Abstract 15901: Adverse Post-Ischemic Cardiac Remodeling in Chronic Hindlimb Ischemia: Proteomic Identification of a Novel Molecular Mechanism
Peripheral arterial disease is an important manifestation of atherosclerosis, commonly complicated by myocardial infarction or stroke. In this study we investigated whether chronic hindlimb ischemia might activate detrimental signalling pathways in the heart. To test this, cardiac function and signalling were analyzed in mice undergoing: 1) unilateral hindlimb ischemia induced by ligation of the left common femoral artery (L); 2) myocardial infarction by ligation of the left descending coronary artery (MI); 3) MI after five weeks of hindlimb ischemia (L+MI); 4) sham operation (SHAM). Cardiac function, evaluated by transthoracic echocardiography at baseline and seven days after MI, was significantly decreased in L+MI mice compared to MI (% fractional shortening, MI: 47.2±1.9; L+MI: 38.5± 0.8, p<0.05), and this was associated with a significant increase in % cardiomyocyte apoptotic death as shown by TUNEL assay (MI: 10.5±2.2, L+MI: 54.3±2.5, p<0.05) and p53 activation.
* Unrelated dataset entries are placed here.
//! The control loop: one sample, one decision, at most one write per channel.

use std::sync::Arc;
use std::time::{Duration, Instant};

use ess_traits::{Clock, RegisterLink};

use crate::config::EngineCfg;
use crate::error::LinkError;
use crate::governor::{Channel, WriteGovernor};
use crate::mode::{Mode, ModeInput, ModeStateMachine};
use crate::night::NightDetector;
use crate::output::DayNightOutputController;
use crate::sampler::{Reading, Sampler};
use crate::status::{CycleReport, CycleStatus};
use crate::surplus::SurplusDetector;
use crate::util::secs_between;

/// Link type owned by the loop.
pub type DynLink = Box<dyn RegisterLink + Send>;

/// What `startup_sync` found on the device.
#[derive(Debug, Clone, PartialEq, Eq)]
pub struct StartupSync {
    pub mode_register: Option<u16>,
    pub output_register: Option<u16>,
    /// Mode the machine starts from.
    pub adopted: Mode,
}

/// Result of a single diagnostic read pass.
#[derive(Debug, Clone, PartialEq)]
pub struct Probe {
    pub reading: Reading,
    pub mode_register: Option<u16>,
    pub output_register: Option<u16>,
}

pub struct ControlLoop {
    pub(crate) link: DynLink,
    pub(crate) clock: Arc<dyn Clock + Send + Sync>,
    pub(crate) sampler: Sampler,
    pub(crate) night: NightDetector,
    pub(crate) surplus: SurplusDetector,
    pub(crate) machine: ModeStateMachine,
    pub(crate) output: DayNightOutputController,
    pub(crate) governor: WriteGovernor,
    pub(crate) poll_interval: Duration,
    /// Timestamp of the last processed (or disabled) sample; dt reference.
    pub(crate) last_sample_at: Option<Instant>,
}

impl core::fmt::Debug for ControlLoop {
    fn fmt(&self, f: &mut core::fmt::Formatter<'_>) -> core::fmt::Result {
        f.debug_struct("ControlLoop")
            .field("mode", &self.machine.mode())
            .field("night", &self.night.is_night())
            .field("surplus", &self.surplus.is_confirmed())
            .field("poll_interval", &self.poll_interval)
            .field("dry_run", &self.governor.is_dry_run())
            .finish_non_exhaustive()
    }
}

impl ControlLoop {
    pub fn builder() -> crate::builder::ControlLoopBuilder<crate::builder::Missing> {
        crate::builder::ControlLoopBuilder::default()
    }

    pub(crate) fn from_parts(
        link: DynLink,
        clock: Arc<dyn Clock + Send + Sync>,
        cfg: EngineCfg,
    ) -> Self {
        let governor = WriteGovernor::new(&cfg.registers, &cfg.governor);
        Self {
            link,
            clock,
            sampler: Sampler::new(cfg.registers),
            night: NightDetector::new(cfg.night),
            surplus: SurplusDetector::new(cfg.surplus),
            machine: ModeStateMachine::new(cfg.mode),
            output: DayNightOutputController::new(cfg.output),
            governor,
            poll_interval: cfg.poll_interval,
            last_sample_at: None,
        }
    }

    pub fn poll_interval(&self) -> Duration {
        self.poll_interval
    }

    pub fn clock(&self) -> &Arc<dyn Clock + Send + Sync> {
        &self.clock
    }

    pub fn mode(&self) -> Mode {
        self.machine.mode()
    }

    pub fn machine(&self) -> &ModeStateMachine {
        &self.machine
    }

    pub fn surplus_detector(&self) -> &SurplusDetector {
        &self.surplus
    }

    pub fn governor(&self) -> &WriteGovernor {
        &self.governor
    }

    /// Adopt the inverter's current mode and seed the governor from the
    /// device, so a restart does not re-issue what is already set.
    ///
    /// Read failures are logged and tolerated; the loop then starts from `Off`
    /// with empty write bookkeeping.
    pub fn startup_sync(&mut self) -> StartupSync {
        let mode_register = match self.sampler.read_mode(&mut *self.link) {
            Ok(v) => Some(v),
            Err(e) => {
                tracing::warn!(error = %e, "could not read mode register at startup");
                None
            }
        };
        let output_register = match self.sampler.read_output_mode(&mut *self.link) {
            Ok(v) => Some(v),
            Err(e) => {
                tracing::warn!(error = %e, "could not read output-mode register at startup");
                None
            }
        };

        match mode_register.map(|v| (v, Mode::from_register(v))) {
            Some((raw, Some(mode))) => {
                self.machine.adopt(mode);
                self.governor.seed(Channel::Mode, raw);
            }
            Some((raw, None)) => {
                tracing::warn!(raw, "unknown inverter mode at startup; assuming off");
            }
            None => {}
        }
        if let Some(raw) = output_register {
            self.governor.seed(Channel::OutputMode, raw);
        }

        let adopted = self.machine.mode();
        tracing::info!(
            mode = %adopted,
            mode_register = ?mode_register,
            output_register = ?output_register,
            "startup sync"
        );
        StartupSync {
            mode_register,
            output_register,
            adopted,
        }
    }

    /// One read pass plus the two control registers, without deciding anything.
    pub fn probe(&mut self) -> Result<Probe, LinkError> {
        let now = self.clock.now();
        let reading = self.sampler.sample(&mut *self.link, now)?;
        let mode_register = self.sampler.read_mode(&mut *self.link).ok();
        let output_register = self.sampler.read_output_mode(&mut *self.link).ok();
        Ok(Probe {
            reading,
            mode_register,
            output_register,
        })
    }

    /// Run one control cycle. Never fails: link errors are reported in the
    /// returned status and retried next cycle.
    pub fn step(&mut self) -> CycleReport {
        let now = self.clock.now();

        let reading = match self.sampler.sample(&mut *self.link, now) {
            Ok(r) => r,
            Err(e) => {
                tracing::warn!(error = %e, "read pass failed; skipping cycle");
                return self.skipped(CycleStatus::ReadFailed(e), None);
            }
        };

        if !reading.enabled {
            // Freeze decisions but move the dt reference so the disabled
            // stretch is not integrated on resume.
            self.last_sample_at = Some(now);
            tracing::info!(mode = %self.machine.mode(), "disabled; no action");
            return self.skipped(CycleStatus::Disabled, Some(reading));
        }

        let dt = self
            .last_sample_at
            .map_or(0.0, |prev| secs_between(prev, now));
        self.last_sample_at = Some(now);

        let night = self.night.update(reading.pv_w, dt);
        let surplus_confirmed = self
            .surplus
            .update(reading.load_w, reading.pv_w, dt);

        let input = ModeInput {
            enabled: true,
            soc: reading.soc,
            night,
            surplus_confirmed,
        };
        let desired = self.machine.decide(&input, now);
        let output_target = self.output.target(night);

        let mode_write = desired.map(|mode| {
            self.governor
                .maybe_write(&mut *self.link, Channel::Mode, mode.register_value(), now)
        });
        let output_write =
            self.governor
                .maybe_write(&mut *self.link, Channel::OutputMode, output_target, now);

        let state = self.night.state();
        tracing::info!(
            soc = reading.soc,
            load_w = reading.load_w,
            pv_w = reading.pv_w,
            night,
            night_accum_s = state.accumulator,
            surplus = self.surplus.holds(reading.load_w, reading.pv_w),
            surplus_confirmed,
            mode = %self.machine.mode(),
            shutting_down = self.machine.is_shutting_down(),
            awaiting_night = self.machine.state().awaiting_night,
            output_target,
            "cycle"
        );

        CycleReport {
            status: CycleStatus::Applied,
            reading: Some(reading),
            night,
            surplus_confirmed,
            mode: self.machine.mode(),
            output_target: Some(output_target),
            mode_write,
            output_write: Some(output_write),
        }
    }

    fn skipped(&self, status: CycleStatus, reading: Option<Reading>) -> CycleReport {
        CycleReport {
            status,
            reading,
            night: self.night.is_night(),
            surplus_confirmed: self.surplus.is_confirmed(),
            mode: self.machine.mode(),
            output_target: None,
            mode_write: None,
            output_write: None,
        }
    }
}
Importantly, 5 weeks of hindlimb ischemia did not significantly affect the levels of the pro-inflammatory cytokines TNF-α, IL-1β and IL-6. To determine whether a soluble factor might be responsible for such differences, rat neonatal cardiomyocytes were incubated with the serum of MI and L+MI mice for 4 hours under low oxygen conditions, and the apoptotic cell death was then evaluated. Interestingly, only serum from L+MI mice induced marked positivity to TUNEL staining and p53 protein levels in cardiomyocytes (p53 protein levels fold over SHAM: MI: 1.3±0.4; PL5: 5.9±1.0 p<0.05 vs. SHAM). With the use of high-pressure liquid chromatography and mass spectrometry, a peptide of approximately 10 kDa inducing apoptosis in cardiomyocytes was isolated and identified in L+MI serum. This peptide was characterized by intrinsic apoptotic function, and was able to potentiate the detrimental effects of low oxygen conditions in cardiomyocytes. In conclusion, chronic hindlimb ischemia plays a direct role in the modulation of cardiomyocyte survival under low oxygen conditions, promoting the systemic release of a pro-apoptotic factor; this effect is independent from atherosclerosis or systemic inflammation.
- © 2011 by American Heart Association, Inc.